*Your goal*. Copy every line of the data in which the word "PathBuf" occurs.

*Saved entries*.

· · · ·

use super::Session;
use crate::errors::CliError;
use crate::GlobalOpts;
use colored::*;
use ngc_python::canon::ControlPoint;
use ngc_python::{CallOutcome, CanonArg, CanonRecord, CALL_ARITY};
use serde::Serialize;

/// Result of `ngcpy call --json`
#[derive(Debug, Serialize)]
pub struct CallReport {
    pub procedure: String,
    pub value: Option<f64>,
    pub canon: Vec<String>,
}

/// Pad user arguments to the fixed oword arity
pub fn call_args(given: &[f64]) -> Result<[f64; CALL_ARITY], CliError> {
    if given.len() > CALL_ARITY {
        return Err(CliError::TooManyArguments {
            given: given.len(),
            max: CALL_ARITY,
        });
    }
    let mut args = [0.0; CALL_ARITY];
    args[..given.len()].copy_from_slice(given);
    Ok(args)
}

pub fn handle_call(
    name: &str,
    given: &[f64],
    json: bool,
    opts: &GlobalOpts,
) -> Result<(), CliError> {
    let args = call_args(given)?;
    let session = Session::open(opts)?;
    tracing::debug!(procedure = name, given = given.len(), "calling procedure");

    session.interp.lock().enter_call(&args);
    let outcome = session.bridge.invoke(name, &args);
    session.interp.lock().leave_call();
    let outcome = outcome?;
    tracing::debug!(procedure = name, value = ?outcome.value(), "procedure returned");

    let canon: Vec<String> = session
        .canon
        .lock()
        .take_calls()
        .iter()
        .map(format_record)
        .collect();

    if json {
        let report = CallReport {
            procedure: name.to_string(),
            value: outcome.value(),
            canon,
        };
        match serde_json::to_string_pretty(&report) {
            Ok(text) => println!("{}", text),
            Err(e) => ngc_logger::error(&format!("Failed to serialize report: {}", e)),
        }
        return Ok(());
    }

    match outcome {
        CallOutcome::Value(value) => println!("{} -> {}", name.bold(), value),
        CallOutcome::NoValue => println!("{} -> {}", name.bold(), "(no value)".dimmed()),
    }
    for line in &canon {
        println!("  {}", line.cyan());
    }
    Ok(())
}

/// Render a recorded canon call as `NAME(arg, ...)`
pub fn format_record(record: &CanonRecord) -> String {
    let args: Vec<String> = record.args.iter().map(format_arg).collect();
    format!("{}({})", record.name, args.join(", "))
}

fn format_arg(arg: &CanonArg) -> String {
    match arg {
        CanonArg::Int(v) => v.to_string(),
        CanonArg::Double(v) => format!("{:?}", v),
        CanonArg::Bool(v) => String::from(if *v { "True" } else { "False" }),
        CanonArg::Text(v) => format!("{:?}", v),
        CanonArg::Pose(pose) => {
            let values: Vec<String> = pose.iter().map(|v| format!("{:?}", v)).collect();
            format!("[{}]", values.join(", "))
        }
        CanonArg::ControlPoints(points) => {
            let points: Vec<String> = points
                .iter()
                .map(|ControlPoint { x, y, weight }| format!("({:?}, {:?}, {:?})", x, y, weight))
                .collect();
            format!("[{}]", points.join(", "))
        }
    }
}
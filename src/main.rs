use clap::{Parser, Subcommand};
use std::path::PathBuf;
use tracing_subscriber::EnvFilter;
use wallfit::config::{self, Overrides};
use wallfit::imaging::{ImageBackend, ImageSource, ResizeFilter};
use wallfit::{Alignment, AlignmentFlags, ConfigurationError, Monitor, fit, output};

/// Composite written by `fit` when no `-o` is given.
const DEFAULT_OUTPUT: &str = "wallfit.png";

/// Monitor arrangement flags shared by every command.
#[derive(clap::Args, Clone)]
struct LayoutArgs {
    /// Monitor resolution as WIDTHxHEIGHT, left to right (repeat per monitor)
    #[arg(short = 'm', long = "monitor", value_name = "WxH")]
    monitors: Vec<Monitor>,

    /// Gap in pixels between neighbouring monitors (repeat per seam)
    #[arg(short = 'g', long = "gap", value_name = "PX")]
    gaps: Vec<u32>,
}

/// Alignment switches. At most one may be given.
#[derive(clap::Args, Clone)]
struct AlignArgs {
    /// Never crop: fill the uncovered area with black
    #[arg(long)]
    black_bars: bool,
    /// Crop evenly from both sides (default)
    #[arg(long)]
    prefer_center: bool,
    /// Keep the left edge when the image is wider than the monitors
    #[arg(long)]
    prefer_left: bool,
    /// Keep the right edge when the image is wider than the monitors
    #[arg(long)]
    prefer_right: bool,
    /// Keep the top edge when the image is taller than the monitors
    #[arg(long)]
    prefer_top: bool,
    /// Keep the bottom edge when the image is taller than the monitors
    #[arg(long)]
    prefer_bottom: bool,
}

impl AlignArgs {
    fn alignment(&self) -> Result<Option<Alignment>, ConfigurationError> {
        Alignment::from_flags(AlignmentFlags {
            black_bars: self.black_bars,
            prefer_center: self.prefer_center,
            prefer_left: self.prefer_left,
            prefer_right: self.prefer_right,
            prefer_top: self.prefer_top,
            prefer_bottom: self.prefer_bottom,
        })
    }
}

/// Resampling and encoding flags.
#[derive(clap::Args, Clone)]
struct EncodeArgs {
    /// Resize filter: nearest, triangle, catmull-rom, gaussian, lanczos3
    #[arg(long)]
    filter: Option<ResizeFilter>,

    /// JPEG/AVIF quality (1-100)
    #[arg(long)]
    quality: Option<u32>,
}

#[derive(clap::Args, Clone)]
struct FitArgs {
    /// Source image file or http(s) URL
    source: String,
    #[command(flatten)]
    layout: LayoutArgs,
    #[command(flatten)]
    align: AlignArgs,
    #[command(flatten)]
    encode: EncodeArgs,
}

#[derive(Parser)]
#[command(name = "wallfit")]
#[command(version)]
#[command(about = "Fit one wallpaper seamlessly across multiple monitors")]
#[command(long_about = "\
Fit one wallpaper seamlessly across multiple monitors

The image is cropped (or letterboxed) to the combined aspect ratio of the
monitors plus the gaps between them, resized, and the gap strips are cut out
so lines crossing a bezel stay straight.

Examples:

  wallfit fit photo.jpg -m 1920x1080 -m 2560x1440 -g 120
  wallfit slice photo.jpg -m 1920x1080 -m 1920x1080 --prefer-left --out-dir slices
  wallfit plan -m 1920x1080 -m 1920x1080 -m 1920x1080 -g 100 -g 100 --json

Run 'wallfit gen-config' to generate a documented wallfit.toml.")]
struct Cli {
    /// Config file (default: wallfit.toml in the working directory, if present)
    #[arg(long, global = true)]
    config: Option<PathBuf>,

    /// Log more detail to stderr (-v info, -vv debug). RUST_LOG overrides.
    #[arg(short, long, action = clap::ArgAction::Count, global = true)]
    verbose: u8,

    #[command(subcommand)]
    command: Command,
}

#[derive(Subcommand)]
enum Command {
    /// Produce one composite image spanning all monitors
    Fit {
        #[command(flatten)]
        args: FitArgs,
        /// Output file; format from extension
        #[arg(short = 'o', long = "output", value_name = "FILE")]
        out: Option<PathBuf>,
    },
    /// Produce one image per monitor
    Slice {
        #[command(flatten)]
        args: FitArgs,
        /// Directory for monitor-N files
        #[arg(long, default_value = ".")]
        out_dir: PathBuf,
        /// Slice file extension
        #[arg(long, default_value = "png")]
        format: String,
    },
    /// Show the resolved layout without touching any image
    Plan {
        #[command(flatten)]
        layout: LayoutArgs,
        /// Print JSON instead of a tree
        #[arg(long)]
        json: bool,
    },
    /// Print a stock wallfit.toml with all options documented
    GenConfig,
}

fn main() -> Result<(), Box<dyn std::error::Error>> {
    let cli = Cli::parse();
    init_tracing(cli.verbose);

    match cli.command {
        Command::Fit { args, out } => {
            let overrides = fit_overrides(&args)?;
            let config = config::load_config(cli.config.as_deref(), &overrides)?;
            let backend = config.backend();
            let layout = config.monitor_layout()?;
            let source = ImageSource::from_arg(&args.source);

            let fitted = fit::fit(&backend, &source, &layout, config.layout.alignment)?;
            let out = out.unwrap_or_else(|| PathBuf::from(DEFAULT_OUTPUT));
            backend.save(&fitted.image, &out)?;
            output::print_fit_result(&fitted.report, Some(&out));
        }
        Command::Slice {
            args,
            out_dir,
            format,
        } => {
            let overrides = fit_overrides(&args)?;
            let config = config::load_config(cli.config.as_deref(), &overrides)?;
            let backend = config.backend();
            let layout = config.monitor_layout()?;
            let source = ImageSource::from_arg(&args.source);

            let fitted = fit::fit(&backend, &source, &layout, config.layout.alignment)?;
            let paths =
                fit::write_slices(&backend, &fitted.image, &fitted.report.layout, &out_dir, &format)?;
            output::print_fit_result(&fitted.report, None);
            output::print_slices(&fitted.report.layout, &paths);
        }
        Command::Plan { layout, json } => {
            let overrides = layout_overrides(&layout);
            let config = config::load_config(cli.config.as_deref(), &overrides)?;
            let resolved = config.monitor_layout()?.resolve();
            if json {
                println!("{}", output::format_layout_json(&resolved)?);
            } else {
                output::print_layout(&resolved);
            }
        }
        Command::GenConfig => {
            print!("{}", config::stock_config_toml());
        }
    }

    Ok(())
}

/// Install the stderr subscriber. `RUST_LOG` wins over `-v`.
fn init_tracing(verbose: u8) {
    let fallback = match verbose {
        0 => "warn",
        1 => "info",
        _ => "debug",
    };
    let filter = EnvFilter::try_from_default_env().unwrap_or_else(|_| EnvFilter::new(fallback));
    tracing_subscriber::fmt()
        .with_env_filter(filter)
        .with_writer(std::io::stderr)
        .init();
}

fn layout_overrides(layout: &LayoutArgs) -> Overrides {
    Overrides {
        monitors: layout.monitors.clone(),
        gaps: (!layout.gaps.is_empty()).then(|| layout.gaps.clone()),
        ..Overrides::default()
    }
}

fn fit_overrides(args: &FitArgs) -> Result<Overrides, ConfigurationError> {
    Ok(Overrides {
        alignment: args.align.alignment()?,
        filter: args.encode.filter,
        quality: args.encode.quality,
        ..layout_overrides(&args.layout)
    })
}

· · · ·

*Answer for the task*.
use std::path::PathBuf;
    config: Option<PathBuf>,
        out: Option<PathBuf>,
        out_dir: PathBuf,
            let out = out.unwrap_or_else(|| PathBuf::from(DEFAULT_OUTPUT));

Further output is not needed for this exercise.